Eine Anwohnerin des Nordbahnhofviertels hat wegen des Abrisslärms in ihrer Nachbarschaft die Miete gekürzt. Unversehens kam dabei aber auch das Thema Stuttgart 21 aufs Tapet. Wie viel Baulärm ist verträglich?

Stadtentwicklung/Infrastruktur : Christian Milankovic (mil)

Stuttgart - Anette Heiter schwankte zwischen Überraschung und Zufriedenheit. „Schön, wenn der Saal mal voll ist“, sagte die Richterin am Amtsgericht, deren Verhandlungen in Mietsachen und Streitigkeiten unter Wohnungseigentümergemeinschaften eher selten die Massen mobilisieren. Anders am Montagmorgen, als sich eine Frau aus dem Nordbahnhofviertel vor Gericht mit ihrer Vermieterin, der Eisenbahn-Siedlungsgesellschaft, stritt. Die Frau hatte die Miete gekürzt. Der von Baustellen in der direkten Nachbarschaft ausgehende Lärm hätte sie stark beeinträchtigt, so die Argumentation.

 

Der Grund für die vollen Zuschauerränge: Durch die Hintertür ging es dabei auch um die Frage, wie viel durch Stuttgart 21 verursachter Baustellenlärm zumutbar ist. Zwei Handvoll Interessierte, die sich mit Buttons als Gegner des milliardenschweren Bahnprojekts zu erkennen gaben, wollten sich dieses erstmals vor Gericht ausgebreitete Thema nicht entgehen lassen.

Abriss eines Nachbargebäudes belastet Mieterin

Der Betroffenen ging es zunächst aber lediglich um die Belastungen, die sie erdulden musste, weil eine ehemalige Autowerkstatt an der Nordbahnhofstraße abgerissen wurde. Dort ist Platz geschaffen worden für einen Neubau von Eigentumswohnungen, der 2016 begonnen werden soll. Die Abrissarbeiten waren im November 2014 losgegangen und zogen sich bis Ende Januar 2015 hin. Dafür kürzte die Nachbarin in den Monaten Dezember und Januar die Miete. Dabei ging es um rund 318 Euro. Angesichts der überschaubaren Höhe des Betrags schlug Heiter der Vermieterin eine Klagerücknahme vor. Doch die Vertreter der Eisenbahn-Siedlungsgesellschaft kamen nach kurzer Beratung mit ihrer Anwältin Helena Sophia Wirsing zu einer anderen Entscheidung. Statt die Sache auf sich beruhen zu lassen, weiteten sie ihre Klage sogar aus. Denn auch in den Monaten März und Mai bis August überwies die Bewohnerin nur eine – wenn auch in geringerem Umfang – gekürzte Miete. Und damit war das Thema Stuttgart 21 auf dem Tisch. Denn in diesem Zeitraum waren die Abrissarbeiten am Nachbargebäude längst erledigt. Stattdessen waren aber Lastwagen mit S-21-Baumaterial in Hörweite der Beklagten unterwegs.

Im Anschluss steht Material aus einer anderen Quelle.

//! Cross-source pattern merging, lookup, and summary statistics.

use crate::types::{OperationPattern, PatternStats, ToolInvocation};
use indexmap::IndexMap;
use serde::{Deserialize, Serialize};

/// One place where a target sequence occurs in an invocation list.
#[derive(Debug, Clone, PartialEq, Eq, Serialize, Deserialize)]
#[serde(rename_all = "camelCase")]
pub struct PatternMatch {
    /// Index of the first call of the run.
    pub start_index: usize,
    /// Timestamp of the first call of the run.
    pub timestamp: String,
}

/// Merge pattern sets mined from independent sources.
///
/// Patterns with the same sequence are combined: frequencies are summed,
/// contexts are concatenated, and the seen range is widened. The first
/// occurrence of a sequence keeps its id and remaining fields.
pub fn merge_patterns(pattern_sets: &[Vec<OperationPattern>]) -> Vec<OperationPattern> {
    let mut merged: IndexMap<Vec<String>, OperationPattern> = IndexMap::new();

    for pattern in pattern_sets.iter().flatten() {
        match merged.get_mut(&pattern.sequence) {
            Some(existing) => {
                existing.frequency += pattern.frequency;
                existing.contexts.extend(pattern.contexts.iter().cloned());
                if pattern.first_seen < existing.first_seen {
                    existing.first_seen = pattern.first_seen.clone();
                }
                if pattern.last_seen > existing.last_seen {
                    existing.last_seen = pattern.last_seen.clone();
                }
            }
            None => {
                merged.insert(pattern.sequence.clone(), pattern.clone());
            }
        }
    }

    let mut patterns: Vec<OperationPattern> = merged.into_values().collect();
    patterns.sort_by(|a, b| b.frequency.cmp(&a.frequency));
    patterns
}

/// Every position where `target` occurs as a contiguous run of tool names.
pub fn find_pattern(invocations: &[ToolInvocation], target: &[String]) -> Vec<PatternMatch> {
    if target.is_empty() || target.len() > invocations.len() {
        return Vec::new();
    }

    invocations
        .windows(target.len())
        .enumerate()
        .filter(|(_, window)| {
            window
                .iter()
                .zip(target)
                .all(|(call, name)| &call.tool_name == name)
        })
        .map(|(start_index, window)| PatternMatch {
            start_index,
            timestamp: window[0].timestamp.clone(),
        })
        .collect()
}

/// Summarize a pattern collection.
pub fn calculate_pattern_stats(patterns: &[OperationPattern]) -> PatternStats {
    if patterns.is_empty() {
        return PatternStats::default();
    }

    let count = patterns.len() as f64;
    let total_frequency: usize = patterns.iter().map(|p| p.frequency).sum();
    let total_length: usize = patterns.iter().map(|p| p.sequence.len()).sum();

    let mut tool_weights: IndexMap<&str, usize> = IndexMap::new();
    for pattern in patterns {
        for tool in &pattern.sequence {
            *tool_weights.entry(tool.as_str()).or_insert(0) += pattern.frequency;
        }
    }

    // strict comparison: the first tool to reach the maximum wins ties
    let mut most_common: Option<(&str, usize)> = None;
    for (tool, weight) in tool_weights {
        if most_common.map_or(weight > 0, |(_, best)| weight > best) {
            most_common = Some((tool, weight));
        }
    }

    PatternStats {
        total_patterns: patterns.len(),
        average_frequency: total_frequency as f64 / count,
        average_sequence_length: total_length as f64 / count,
        most_common_tool: most_common.map(|(tool, _)| tool.to_string()),
    }
}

Ursel Beck von der Mieterinitiative Stuttgart, die auch auf den Zuschauerbänken saß, zeigte sich „sehr interessiert“ daran, dass das „Thema Baulärm bei Stuttgart 21“ auch einmal gerichtlich aufgearbeitet wird. Sie weiß von einer weiteren Mieterin im Nordbahnhofviertel, die aus dem selben Grund einen Teil ihrer Miete einbehält.

Entscheidung fällt im Oktober

Auch Anette Heiter rechnet offensichtlich mit weiterem Klärungsbedarf. Während der Hausabriss ja etwas gewesen sei, das einigermaßen schnell vorüberging, „ist Stuttgart 21 etwas, woran wir alle noch viel Freude haben werden“, prognostizierte die Richterin. Bis Ende September hat die Vermieterin nun Zeit, ihre erweitere Klage zu begründen. Binnen 14 Tagen danach muss Claus-Joachim Lohmann, Anwalt der Mieterin, Stellung dazu nehmen. Anette Heiter hat sich das Okay aller Beteiligten geholt, das weitere Verfahren schriftlich zu führen. Eine Entscheidung soll in der zweiten Oktoberhälfte fallen. Ob das Urteil das letzte Wort in der Sache ist, muss abgewartet werden. Mit den nun geforderten mehr als 790 Euro ist der sogenannte Berufungsstreitwert überschritten – eine Fortsetzung also nicht ausgeschlossen.